(WHAT IS EXPECTED) Exactly the lines from the opening of the data through the line containing "Whether the lock" should be reproduced, please, with nothing added.

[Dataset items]
----
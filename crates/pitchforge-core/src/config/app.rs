//! HTTP server configuration.

use serde::{Deserialize, Serialize};

/// HTTP server configuration.
#[derive(Debug, Clone, Serialize, Deserialize)]
pub struct ServerConfig {
    /// Bind address.
    #[serde(default = "default_host")]
    pub host: String,
    /// Bind port.
    #[serde(default = "default_port")]
    pub port: u16,
    /// Graceful shutdown timeout in seconds.
    #[serde(default = "default_shutdown_grace")]
    pub shutdown_grace_seconds: u64,
    /// Origins allowed by CORS. `"*"` allows any origin.
    #[serde(default = "default_cors_origins")]
    pub cors_origins: Vec<String>,
}

impl Default for ServerConfig {
    fn default() -> Self {
        Self {
            host: default_host(),
            port: default_port(),
            shutdown_grace_seconds: default_shutdown_grace(),
            cors_origins: default_cors_origins(),
        }
    }
}

fn default_host() -> String {
    "0.0.0.0".to_string()
}

fn default_port() -> u16 {
    8080
}

fn default_shutdown_grace() -> u64 {
    30
}

fn default_cors_origins() -> Vec<String> {
    vec!["*".to_string()]
}
//! Distributed lock entries.

use chrono::{DateTime, Utc};
use serde::{Deserialize, Serialize};

/// A named lock with an expiry timestamp.
#[derive(Debug, Clone, PartialEq, Eq, Serialize, Deserialize)]
#[serde(rename_all = "camelCase")]
pub struct LockEntry {
    /// Lock name.
    pub name: String,
    /// Token identifying the acquirer.
    pub holder: String,
    /// When the lock was acquired.
    pub acquired_at: DateTime<Utc>,
    /// When the lock stops being valid, released or not.
    pub expires_at: DateTime<Utc>,
}

impl LockEntry {
    /// Whether the lock is still valid at `now`.
    pub fn is_live(&self, now: DateTime<Utc>) -> bool {
        self.expires_at > now
    }
}
//! Queue store manager that dispatches to the configured backend.

use std::sync::Arc;
use std::time::Duration;

use async_trait::async_trait;
use tracing::info;

use pitchforge_core::config::store::StoreConfig;
use pitchforge_core::error::AppError;
use pitchforge_core::result::AppResult;
use pitchforge_core::traits::store::QueueStore;

/// Queue store manager wrapping the configured backend.
#[derive(Debug, Clone)]
pub struct StoreManager {
    inner: Arc<dyn QueueStore>,
    provider: &'static str,
}

impl StoreManager {
    /// Create a store manager from configuration.
    pub async fn new(config: &StoreConfig) -> AppResult<Self> {
        let (inner, provider): (Arc<dyn QueueStore>, &'static str) =
            match config.provider.as_str() {
                #[cfg(feature = "redis-backend")]
                "redis" => {
                    info!("Initializing Redis queue store");
                    let client = crate::redis::RedisClient::connect(&config.redis).await?;
                    (Arc::new(crate::redis::RedisQueueStore::new(client)), "redis")
                }
                #[cfg(feature = "memory")]
                "memory" => {
                    info!("Initializing in-memory queue store");
                    (Arc::new(crate::memory::MemoryQueueStore::new()), "memory")
                }
                other => {
                    return Err(AppError::configuration(format!(
                        "Unknown store provider: '{other}'. Supported: memory, redis"
                    )));
                }
            };

        Ok(Self { inner, provider })
    }

    /// Wrap an existing store (for testing).
    pub fn from_store(store: Arc<dyn QueueStore>) -> Self {
        Self {
            inner: store,
            provider: "custom",
        }
    }

    /// Name of the active backend.
    pub fn provider_name(&self) -> &'static str {
        self.provider
    }

    /// The shared store handle.
    pub fn store(&self) -> Arc<dyn QueueStore> {
        Arc::clone(&self.inner)
    }
}

#[async_trait]
impl QueueStore for StoreManager {
    async fn get(&self, key: &str) -> AppResult<Option<String>> {
        self.inner.get(key).await
    }

    async fn set(&self, key: &str, value: &str, ttl: Option<Duration>) -> AppResult<()> {
        self.inner.set(key, value, ttl).await
    }

    async fn delete(&self, key: &str) -> AppResult<()> {
        self.inner.delete(key).await
    }

    async fn take(&self, key: &str) -> AppResult<Option<String>> {
        self.inner.take(key).await
    }

    async fn set_nx(&self, key: &str, value: &str, ttl: Duration) -> AppResult<bool> {
        self.inner.set_nx(key, value, ttl).await
    }

    async fn scan_prefix(&self, prefix: &str) -> AppResult<Vec<(String, String)>> {
        self.inner.scan_prefix(prefix).await
    }

    async fn incr_by(&self, key: &str, delta: i64) -> AppResult<i64> {
        self.inner.incr_by(key, delta).await
    }

    async fn health_check(&self) -> AppResult<bool> {
        self.inner.health_check().await
    }
}
//! Pipeline orchestration configuration.

use std::collections::HashMap;

use serde::{Deserialize, Serialize};

/// What the orchestrator does when a step fails.
#[derive(Debug, Clone, Copy, PartialEq, Eq, Serialize, Deserialize)]
#[serde(rename_all = "lowercase")]
pub enum FailurePolicy {
    /// Mark the run failed and stop.
    Abort,
    /// Record the failure and continue with a deterministic stub output.
    Substitute,
}

/// Pipeline orchestration configuration.
#[derive(Debug, Clone, Serialize, Deserialize)]
pub struct PipelineConfig {
    /// Number of step failures after which the run is marked failed even
    /// if every failing step had a substitute.
    #[serde(default = "default_max_step_failures")]
    pub max_step_failures: u32,
    /// Per-step failure policy overrides keyed by step name
    /// (e.g. `"market-adaptation" = "abort"`).
    #[serde(default)]
    pub on_failure: HashMap<String, FailurePolicy>,
}

impl Default for PipelineConfig {
    fn default() -> Self {
        Self {
            max_step_failures: default_max_step_failures(),
            on_failure: HashMap::new(),
        }
    }
}

fn default_max_step_failures() -> u32 {
    3
}
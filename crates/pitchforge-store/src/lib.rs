//! # pitchforge-store
//!
//! Queue store and blob store implementations for PitchForge. The queue
//! store backend is selected at runtime:
//!
//! - **memory**: in-process store on [dashmap](https://crates.io/crates/dashmap)
//!   with per-entry expiry, for single-node deployments and tests
//! - **redis**: shared store using the [redis](https://crates.io/crates/redis) crate
//!
//! Uploaded scripts live in the local [`blob::LocalBlobStore`].

pub mod blob;
pub mod keys;
#[cfg(feature = "memory")]
pub mod memory;
pub mod provider;
#[cfg(feature = "redis-backend")]
pub mod redis;

pub use blob::LocalBlobStore;
pub use provider::StoreManager;
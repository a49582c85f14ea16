//! Redis queue store.

pub mod client;
pub mod operations;

pub use client::RedisClient;
pub use operations::RedisQueueStore;
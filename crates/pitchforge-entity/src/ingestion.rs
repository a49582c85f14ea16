//! Ingestion requests, the payload of ingestion jobs.

use serde::{Deserialize, Serialize};
use uuid::Uuid;

use crate::extraction::ExtractionKind;

/// Payload of an ingestion job: which upload to process and how.
#[derive(Debug, Clone, PartialEq, Serialize, Deserialize)]
#[serde(rename_all = "camelCase")]
pub struct IngestionRequest {
    /// Run driven by this job.
    pub run_id: Uuid,
    /// Owning project, if any.
    #[serde(default)]
    pub project_id: Option<String>,
    /// Key of the uploaded script in the blob store.
    pub blob_key: String,
    /// MIME type reported by the upload.
    #[serde(default)]
    pub mime_type: Option<String>,
    /// Explicit extraction kind; derived from `mime_type` when absent.
    #[serde(default)]
    pub kind: Option<ExtractionKind>,
    /// Target market region (e.g. `"Mumbai"`).
    #[serde(default)]
    pub region: Option<String>,
    /// Target distribution platforms.
    #[serde(default)]
    pub platforms: Vec<String>,
}

impl IngestionRequest {
    /// Extraction kind to use for the upload.
    pub fn extraction_kind(&self) -> ExtractionKind {
        self.kind
            .unwrap_or_else(|| ExtractionKind::for_mime(self.mime_type.as_deref()))
    }
}
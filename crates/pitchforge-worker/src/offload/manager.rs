//! Worker offload manager.
//!
//! Capability state moves `Unknown -> Supported | Unsupported` on the first
//! probe and `Supported -> Unsupported` on the first dispatch failure. It
//! never moves back, so a broken runtime is not re-probed on every job.

use std::path::PathBuf;
use std::sync::atomic::{AtomicBool, AtomicU8, AtomicU64, Ordering};
use std::sync::{Arc, Mutex};
use std::time::{Duration, Instant};

use chrono::{DateTime, Utc};
use serde::{Deserialize, Serialize};

use pitchforge_core::config::offload::{OffloadConfig, RuntimeKind};
use pitchforge_core::error::AppError;
use pitchforge_core::result::AppResult;
use pitchforge_entity::{ExtractionKind, ExtractionResult};

use super::capability::{OffloadCapability, ProcessCapability, RestrictedCapability};
use super::engine::ExtractionEngine;
use super::error::OffloadError;
use super::protocol::ExtractionTask;

const STATE_UNKNOWN: u8 = 0;
const STATE_SUPPORTED: u8 = 1;
const STATE_UNSUPPORTED: u8 = 2;

/// Weight of the newest sample in the rolling average duration.
const AVERAGE_WEIGHT: f64 = 0.2;

/// Memoized answer to "can work be offloaded?".
#[derive(Debug, Clone, Copy, PartialEq, Eq, Serialize, Deserialize)]
#[serde(rename_all = "lowercase")]
pub enum CapabilityState {
    /// Not probed yet.
    Unknown,
    /// Jobs are dispatched to execution units.
    Supported,
    /// Jobs run synchronously for the rest of the process lifetime.
    Unsupported,
}

impl CapabilityState {
    fn from_raw(raw: u8) -> Self {
        match raw {
            STATE_SUPPORTED => Self::Supported,
            STATE_UNSUPPORTED => Self::Unsupported,
            _ => Self::Unknown,
        }
    }
}

/// Point-in-time offload telemetry.
#[derive(Debug, Clone, Serialize, Deserialize)]
#[serde(rename_all = "camelCase")]
pub struct OffloadStats {
    /// Runtime name of the capability.
    pub runtime: String,
    /// Current capability state.
    pub state: CapabilityState,
    /// Whether `shutdown` was called.
    pub closed: bool,
    /// Jobs submitted.
    pub total_jobs: u64,
    /// Jobs served by an execution unit.
    pub offloaded_jobs: u64,
    /// Jobs served in-process.
    pub synchronous_jobs: u64,
    /// Jobs that ended in an error.
    pub failed_jobs: u64,
    /// Dispatch failures that triggered the synchronous fallback.
    pub fallbacks: u64,
    /// Rolling average duration of successful jobs.
    pub average_duration_ms: Option<f64>,
    /// Last successful job.
    pub last_success_at: Option<DateTime<Utc>>,
    /// Last failed job.
    pub last_failure_at: Option<DateTime<Utc>>,
    /// Error of the last failed job or dispatch.
    pub last_error: Option<String>,
}

#[derive(Debug, Default)]
struct Timing {
    average_ms: Option<f64>,
    last_success_at: Option<DateTime<Utc>>,
    last_failure_at: Option<DateTime<Utc>>,
    last_error: Option<String>,
}

#[derive(Debug, Default)]
struct Telemetry {
    total: AtomicU64,
    offloaded: AtomicU64,
    synchronous: AtomicU64,
    failed: AtomicU64,
    fallbacks: AtomicU64,
    timing: Mutex<Timing>,
}

impl Telemetry {
    fn record_success(&self, offloaded: bool, elapsed: Duration) {
        let counter = if offloaded {
            &self.offloaded
        } else {
            &self.synchronous
        };
        counter.fetch_add(1, Ordering::Relaxed);

        if let Ok(mut timing) = self.timing.lock() {
            let sample = elapsed.as_secs_f64() * 1000.0;
            timing.average_ms = Some(match timing.average_ms {
                Some(avg) => avg + AVERAGE_WEIGHT * (sample - avg),
                None => sample,
            });
            timing.last_success_at = Some(Utc::now());
        }
    }

    fn record_failure(&self, error: &AppError) {
        self.failed.fetch_add(1, Ordering::Relaxed);
        self.note_error(error.to_string());
    }

    fn record_fallback(&self, error: &OffloadError) {
        self.fallbacks.fetch_add(1, Ordering::Relaxed);
        self.note_error(error.to_string());
    }

    fn note_error(&self, message: String) {
        if let Ok(mut timing) = self.timing.lock() {
            timing.last_failure_at = Some(Utc::now());
            timing.last_error = Some(message);
        }
    }
}

/// Runs extraction jobs in execution units when the runtime allows it, and
/// in-process otherwise.
///
/// Callers see the same result type and the same progress contract on both
/// paths: percentages are reported in increasing order and end at 100.
#[derive(Debug)]
pub struct OffloadManager {
    capability: Arc<dyn OffloadCapability>,
    engine: ExtractionEngine,
    text_timeout: Duration,
    ocr_timeout: Duration,
    state: AtomicU8,
    closed: AtomicBool,
    telemetry: Telemetry,
}

impl OffloadManager {
    /// Create a manager for the configured runtime.
    pub fn new(config: &OffloadConfig) -> Self {
        let capability: Arc<dyn OffloadCapability> = match (config.enabled, config.runtime) {
            (true, RuntimeKind::Full) => Arc::new(ProcessCapability::new(
                config.worker_path.as_ref().map(PathBuf::from),
            )),
            _ => Arc::new(RestrictedCapability),
        };
        Self::with_capability(capability, config)
    }

    /// Create a manager around an explicit capability.
    pub fn with_capability(capability: Arc<dyn OffloadCapability>, config: &OffloadConfig) -> Self {
        Self {
            capability,
            engine: ExtractionEngine::new(config.ocr_command.clone()),
            text_timeout: config.text_timeout(),
            ocr_timeout: config.ocr_timeout(),
            state: AtomicU8::new(STATE_UNKNOWN),
            closed: AtomicBool::new(false),
            telemetry: Telemetry::default(),
        }
    }

    /// Current capability state.
    pub fn state(&self) -> CapabilityState {
        CapabilityState::from_raw(self.state.load(Ordering::Acquire))
    }

    /// Whether the next job would be offloaded. Probes on first use.
    pub fn can_offload(&self) -> bool {
        if self.closed.load(Ordering::Acquire) {
            return false;
        }

        match self.state.load(Ordering::Acquire) {
            STATE_SUPPORTED => true,
            STATE_UNSUPPORTED => false,
            _ => {
                let probed = match self.capability.probe() {
                    Ok(()) => STATE_SUPPORTED,
                    Err(e) => {
                        tracing::warn!(
                            runtime = self.capability.runtime(),
                            error = %e,
                            "Worker offload unavailable, running jobs synchronously"
                        );
                        STATE_UNSUPPORTED
                    }
                };
                // Two first callers may both probe; the first answer sticks.
                match self.state.compare_exchange(
                    STATE_UNKNOWN,
                    probed,
                    Ordering::AcqRel,
                    Ordering::Acquire,
                ) {
                    Ok(_) => probed == STATE_SUPPORTED,
                    Err(current) => current == STATE_SUPPORTED,
                }
            }
        }
    }

    fn mark_unsupported(&self, error: &OffloadError) {
        let previous = self.state.swap(STATE_UNSUPPORTED, Ordering::AcqRel);
        if previous != STATE_UNSUPPORTED {
            tracing::warn!(
                runtime = self.capability.runtime(),
                error = %error,
                "Worker dispatch failed, switching to synchronous execution"
            );
        }
    }

    fn timeout_for(&self, kind: ExtractionKind) -> Duration {
        match kind {
            ExtractionKind::Text => self.text_timeout,
            ExtractionKind::Ocr => self.ocr_timeout,
        }
    }

    /// Extract `data`, offloading when possible.
    ///
    /// A dispatch failure switches the manager to synchronous mode and
    /// reruns the job in-process. A timed-out unit is terminated and the job
    /// fails with a timeout error.
    pub async fn process_job(
        &self,
        data: &[u8],
        kind: ExtractionKind,
        progress: impl FnMut(u8) + Send,
    ) -> AppResult<ExtractionResult> {
        let started = Instant::now();
        self.telemetry.total.fetch_add(1, Ordering::Relaxed);
        let mut report = monotonic(progress);

        if self.can_offload() {
            let task = ExtractionTask::new(kind, self.engine.ocr_command().to_vec(), data);
            match self
                .capability
                .dispatch(&task, self.timeout_for(kind), &mut report)
                .await
            {
                Ok(result) => {
                    self.telemetry.record_success(true, started.elapsed());
                    return Ok(result);
                }
                Err(OffloadError::Worker(error)) => {
                    self.telemetry.record_failure(&error);
                    return Err(error);
                }
                Err(error @ OffloadError::Timeout(_)) => {
                    self.mark_unsupported(&error);
                    let error = AppError::from(error);
                    self.telemetry.record_failure(&error);
                    return Err(error);
                }
                Err(error) => {
                    self.mark_unsupported(&error);
                    self.telemetry.record_fallback(&error);
                }
            }
        }

        let outcome = self.run_in_process(kind, data, &mut report).await;
        match &outcome {
            Ok(_) => self.telemetry.record_success(false, started.elapsed()),
            Err(error) => self.telemetry.record_failure(error),
        }
        outcome
    }

    /// Extract `data` in-process, bypassing the capability.
    pub async fn process_sync(
        &self,
        data: &[u8],
        kind: ExtractionKind,
        progress: impl FnMut(u8) + Send,
    ) -> AppResult<ExtractionResult> {
        let started = Instant::now();
        self.telemetry.total.fetch_add(1, Ordering::Relaxed);
        let mut report = monotonic(progress);

        let outcome = self.run_in_process(kind, data, &mut report).await;
        match &outcome {
            Ok(_) => self.telemetry.record_success(false, started.elapsed()),
            Err(error) => self.telemetry.record_failure(error),
        }
        outcome
    }

    async fn run_in_process(
        &self,
        kind: ExtractionKind,
        data: &[u8],
        progress: &mut (dyn FnMut(u8) + Send),
    ) -> AppResult<ExtractionResult> {
        let limit = self.timeout_for(kind);
        match tokio::time::timeout(limit, self.engine.extract(kind, data, progress)).await {
            Ok(result) => result.map_err(AppError::from),
            Err(_) => Err(OffloadError::Timeout(limit).into()),
        }
    }

    /// Stop offloading new jobs. Later jobs run synchronously.
    pub fn shutdown(&self) {
        if !self.closed.swap(true, Ordering::AcqRel) {
            tracing::info!("Worker offload manager shut down");
        }
    }

    /// Telemetry snapshot.
    pub fn stats(&self) -> OffloadStats {
        let timing = self
            .telemetry
            .timing
            .lock()
            .map(|t| {
                (
                    t.average_ms,
                    t.last_success_at,
                    t.last_failure_at,
                    t.last_error.clone(),
                )
            })
            .unwrap_or_default();

        OffloadStats {
            runtime: self.capability.runtime().to_string(),
            state: self.state(),
            closed: self.closed.load(Ordering::Acquire),
            total_jobs: self.telemetry.total.load(Ordering::Relaxed),
            offloaded_jobs: self.telemetry.offloaded.load(Ordering::Relaxed),
            synchronous_jobs: self.telemetry.synchronous.load(Ordering::Relaxed),
            failed_jobs: self.telemetry.failed.load(Ordering::Relaxed),
            fallbacks: self.telemetry.fallbacks.load(Ordering::Relaxed),
            average_duration_ms: timing.0,
            last_success_at: timing.1,
            last_failure_at: timing.2,
            last_error: timing.3,
        }
    }
}

/// Forward only increasing percentages, so a fallback after partial
/// progress never reports a step backwards.
fn monotonic(mut progress: impl FnMut(u8) + Send) -> impl FnMut(u8) + Send {
    let mut last = 0u8;
    move |percent: u8| {
        if percent > last {
            last = percent;
            progress(percent);
        }
    }
}
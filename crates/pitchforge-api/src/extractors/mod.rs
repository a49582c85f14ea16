//! Custom Axum extractors.

pub mod auth;
pub mod pagination;

pub use auth::{AdminAuth, SchedulerAuth};
pub use pagination::DeadLetterQuery;
//! Logging configuration.

use serde::{Deserialize, Serialize};

/// Logging and tracing configuration.
#[derive(Debug, Clone, Serialize, Deserialize)]
pub struct LoggingConfig {
    /// Log level: `"trace"`, `"debug"`, `"info"`, `"warn"`, `"error"`.
    #[serde(default = "default_level")]
    pub level: String,
    /// Log format: `"json"` or `"pretty"`.
    #[serde(default = "default_format")]
    pub format: String,
}

impl Default for LoggingConfig {
    fn default() -> Self {
        Self {
            level: default_level(),
            format: default_format(),
        }
    }
}

fn default_level() -> String {
    "info".to_string()
}

fn default_format() -> String {
    "json".to_string()
}
//! Queue statistics.

use chrono::{DateTime, Utc};
use serde::{Deserialize, Serialize};

/// Derived queue statistics.
///
/// `pending_jobs`, `dead_letter_jobs` and `oldest_job_created` are
/// recomputed from the store listing on every read; `completed_jobs` and
/// `failed_jobs` come from running counters.
#[derive(Debug, Clone, Default, PartialEq, Serialize, Deserialize)]
#[serde(rename_all = "camelCase")]
pub struct QueueStatistics {
    /// Jobs waiting in the pending set (eligible or delayed).
    pub pending_jobs: u64,
    /// Jobs completed since the counters were created.
    pub completed_jobs: u64,
    /// Jobs moved to the dead-letter set since the counters were created.
    pub failed_jobs: u64,
    /// Jobs currently in the dead-letter set.
    pub dead_letter_jobs: u64,
    /// Creation time of the oldest pending job.
    pub oldest_job_created: Option<DateTime<Utc>>,
}

/// Partial update merged into the running counters.
#[derive(Debug, Clone, Copy, Default, PartialEq, Eq, Serialize, Deserialize)]
#[serde(rename_all = "camelCase")]
pub struct StatsUpdate {
    /// Amount to add to `completed_jobs`.
    #[serde(default)]
    pub completed_jobs: Option<i64>,
    /// Amount to add to `failed_jobs`.
    #[serde(default)]
    pub failed_jobs: Option<i64>,
}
----
(YOUR SOLUTION)
filename crates/pitchforge-core/src/config/app.rs
//! HTTP server configuration.

use serde::{Deserialize, Serialize};

/// HTTP server configuration.
#[derive(Debug, Clone, Serialize, Deserialize)]
pub struct ServerConfig {
    /// Bind address.
    #[serde(default = "default_host")]
    pub host: String,
    /// Bind port.
    #[serde(default = "default_port")]
    pub port: u16,
    /// Graceful shutdown timeout in seconds.
    #[serde(default = "default_shutdown_grace")]
    pub shutdown_grace_seconds: u64,
    /// Origins allowed by CORS. `"*"` allows any origin.
    #[serde(default = "default_cors_origins")]
    pub cors_origins: Vec<String>,
}

impl Default for ServerConfig {
    fn default() -> Self {
        Self {
            host: default_host(),
            port: default_port(),
            shutdown_grace_seconds: default_shutdown_grace(),
            cors_origins: default_cors_origins(),
        }
    }
}

fn default_host() -> String {
    "0.0.0.0".to_string()
}

fn default_port() -> u16 {
    8080
}

fn default_shutdown_grace() -> u64 {
    30
}

fn default_cors_origins() -> Vec<String> {
    vec!["*".to_string()]
}
//! Distributed lock entries.

use chrono::{DateTime, Utc};
use serde::{Deserialize, Serialize};

/// A named lock with an expiry timestamp.
#[derive(Debug, Clone, PartialEq, Eq, Serialize, Deserialize)]
#[serde(rename_all = "camelCase")]
pub struct LockEntry {
    /// Lock name.
    pub name: String,
    /// Token identifying the acquirer.
    pub holder: String,
    /// When the lock was acquired.
    pub acquired_at: DateTime<Utc>,
    /// When the lock stops being valid, released or not.
    pub expires_at: DateTime<Utc>,
}

impl LockEntry {
    /// Whether the lock is still valid at `now`.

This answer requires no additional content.